+++ THE INPUT +++
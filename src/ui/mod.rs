pub mod canvas;
pub mod clipboard;
pub mod dialogs;
pub mod handlers;
pub mod panel;

use gtk4 as gtk;
use libadwaita as adw;

use adw::prelude::*;
use gtk::Orientation;
use std::cell::RefCell;
use std::rc::Rc;

use crate::app::{Config, Session};

pub fn build_ui(app: &adw::Application) {
    let config = Config::from_env();
    let panel = panel::create_panel(&config);
    let session = Rc::new(RefCell::new(Session::new(config)));
    let canvas = canvas::create_canvas(&session);

    let content = gtk::Box::builder()
        .orientation(Orientation::Horizontal)
        .build();
    content.append(&canvas.container);
    content.append(&panel.container);

    let toolbar_view = adw::ToolbarView::new();
    toolbar_view.add_top_bar(&adw::HeaderBar::new());
    toolbar_view.set_content(Some(&content));

    let window = adw::ApplicationWindow::builder()
        .application(app)
        .title("Template Matching Element Labeler")
        .content(&toolbar_view)
        .build();

    let components = handlers::UiComponents {
        window: window.clone(),
        canvas,
        panel,
    };

    handlers::connect_all_handlers(&session, &components);

    window.present();

    handlers::capture_screenshot(&session, &components);
}
//! Mapping between canvas space and source-image space.
//!
//! The canvas shows the source image scaled by a single uniform factor and
//! anchored at the top-left corner, so converting back is a division by that
//! factor. Boxes are truncated (floored) to whole pixels, never rounded, so a
//! gesture always maps to the same pixel box.

use image::RgbaImage;

use super::gesture::SelectionGesture;

/// A pointer position in canvas (display) pixels
#[derive(Clone, Copy, Debug, Default, PartialEq)]
pub struct CanvasPoint {
    pub x: f64,
    pub y: f64,
}

impl CanvasPoint {
    pub fn new(x: f64, y: f64) -> Self {
        Self { x, y }
    }
}

/// An axis-aligned box in source-image pixels, right/bottom exclusive
#[derive(Clone, Copy, Debug, PartialEq, Eq, Hash)]
pub struct SourceBox {
    pub left: u32,
    pub top: u32,
    pub right: u32,
    pub bottom: u32,
}

impl SourceBox {
    pub fn width(&self) -> u32 {
        self.right.saturating_sub(self.left)
    }

    pub fn height(&self) -> u32 {
        self.bottom.saturating_sub(self.top)
    }

    #[cfg(test)]
    pub fn as_tuple(&self) -> (u32, u32, u32, u32) {
        (self.left, self.top, self.right, self.bottom)
    }
}

/// Largest uniform factor that fits an `img_w`×`img_h` image inside a
/// `box_w`×`box_h` area.
pub fn fit_scale(box_w: u32, box_h: u32, img_w: u32, img_h: u32) -> f64 {
    if img_w == 0 || img_h == 0 {
        return 1.0;
    }
    let scale_x = box_w as f64 / img_w as f64;
    let scale_y = box_h as f64 / img_h as f64;
    scale_x.min(scale_y)
}

/// Size of an image after applying `scale`, truncated to whole pixels
pub fn scaled_size(img_w: u32, img_h: u32, scale: f64) -> (u32, u32) {
    (
        (img_w as f64 * scale) as u32,
        (img_h as f64 * scale) as u32,
    )
}

/// Maps a gesture to the source-image box it covers.
///
/// Returns `None` when `scale_factor` is not a positive finite number.
pub fn source_box(gesture: &SelectionGesture, scale_factor: f64) -> Option<SourceBox> {
    if !(scale_factor.is_finite() && scale_factor > 0.0) {
        return None;
    }

    let to_source = |v: f64| (v / scale_factor).floor().max(0.0) as u32;

    Some(SourceBox {
        left: to_source(gesture.start.x.min(gesture.end.x)),
        top: to_source(gesture.start.y.min(gesture.end.y)),
        right: to_source(gesture.start.x.max(gesture.end.x)),
        bottom: to_source(gesture.start.y.max(gesture.end.y)),
    })
}

/// Cut `b` out of `source`. Parts of the box outside the image are dropped.
pub fn crop(source: &RgbaImage, b: &SourceBox) -> RgbaImage {
    image::imageops::crop_imm(source, b.left, b.top, b.width(), b.height()).to_image()
}

/// How the current source image is laid out on the canvas
#[derive(Clone, Copy, Debug, PartialEq)]
pub struct DisplayTransform {
    scale_factor: f64,
    display_width: u32,
    display_height: u32,
}

impl Default for DisplayTransform {
    fn default() -> Self {
        Self {
            scale_factor: 1.0,
            display_width: 0,
            display_height: 0,
        }
    }
}

impl DisplayTransform {
    /// Fit a source image of `img_w`×`img_h` into the canvas
    pub fn fit(canvas_w: u32, canvas_h: u32, img_w: u32, img_h: u32) -> Self {
        let scale_factor = fit_scale(canvas_w, canvas_h, img_w, img_h);
        let (display_width, display_height) = scaled_size(img_w, img_h, scale_factor);
        Self {
            scale_factor,
            display_width,
            display_height,
        }
    }

    pub fn scale_factor(&self) -> f64 {
        self.scale_factor
    }

    /// Size of the scaled image, which is also the canvas size
    pub fn display_size(&self) -> (u32, u32) {
        (self.display_width, self.display_height)
    }

    /// Clamp a pointer position to the displayed image area
    pub fn clamp(&self, point: CanvasPoint) -> CanvasPoint {
        CanvasPoint {
            x: point.x.clamp(0.0, self.display_width as f64),
            y: point.y.clamp(0.0, self.display_height as f64),
        }
    }

    pub fn source_box(&self, gesture: &SelectionGesture) -> Option<SourceBox> {
        source_box(gesture, self.scale_factor)
    }
}
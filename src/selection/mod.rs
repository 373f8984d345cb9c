//! Selection module
//!
//! Canvas/source coordinate mapping and the pointer gesture state machine.

pub mod gesture;
pub mod transform;

pub use gesture::{SelectionGesture, SelectionMachine};
pub use transform::{crop, fit_scale, scaled_size, CanvasPoint, DisplayTransform, SourceBox};
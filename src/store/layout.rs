//! On-disk layout of element images.
//!
//! `<input>/element_image/<YYYY>/<MM>/<HHMMSS>_<identifier>.png`

use chrono::NaiveDateTime;
use log::warn;
use std::path::{self, Path, PathBuf};

const ELEMENT_DIR: &str = "element_image";

/// Where one element image lives
#[derive(Debug, Clone, PartialEq, Eq)]
pub struct ElementLocation {
    pub file_name: String,
    /// Relative to the input directory
    pub relative_path: PathBuf,
    pub absolute_path: PathBuf,
}

impl ElementLocation {
    pub fn directory(&self) -> &Path {
        self.absolute_path.parent().unwrap_or_else(|| Path::new("."))
    }
}

#[derive(Debug, Clone)]
pub struct StorageLayout {
    input_dir: PathBuf,
}

impl StorageLayout {
    /// Relative input directories are resolved against the working
    /// directory, record paths are always absolute.
    pub fn new(input_dir: impl Into<PathBuf>) -> Self {
        let input_dir = input_dir.into();
        let input_dir = path::absolute(&input_dir).unwrap_or_else(|e| {
            warn!("Could not resolve {:?}: {}", input_dir, e);
            input_dir.clone()
        });
        Self { input_dir }
    }

    /// Location for an element saved at `at`. When a file with that name
    /// already exists a `_<n>` suffix is added so records never share a file.
    pub fn locate(&self, identifier: &str, at: &NaiveDateTime) -> ElementLocation {
        let stem = format!("{}_{}", at.format("%H%M%S"), file_safe(identifier));
        let relative_dir = PathBuf::from(ELEMENT_DIR)
            .join(at.format("%Y").to_string())
            .join(at.format("%m").to_string());
        let absolute_dir = self.input_dir.join(&relative_dir);

        let mut file_name = format!("{}.png", stem);
        let mut n = 1;
        while absolute_dir.join(&file_name).exists() {
            file_name = format!("{}_{}.png", stem, n);
            n += 1;
        }

        ElementLocation {
            relative_path: relative_dir.join(&file_name),
            absolute_path: absolute_dir.join(&file_name),
            file_name,
        }
    }
}

/// Identifiers are free-form, path separators would escape the directory.
fn file_safe(identifier: &str) -> String {
    identifier
        .chars()
        .map(|c| if c == '/' || c == '\\' { '_' } else { c })
        .collect()
}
+++
* **EXERCISE GOAL**:
Copy out each line of the entries where the word "Orientation" is found.

* **SOLUTION FOR THIS EXERCISE**:
use gtk::Orientation;
        .orientation(Orientation::Horizontal)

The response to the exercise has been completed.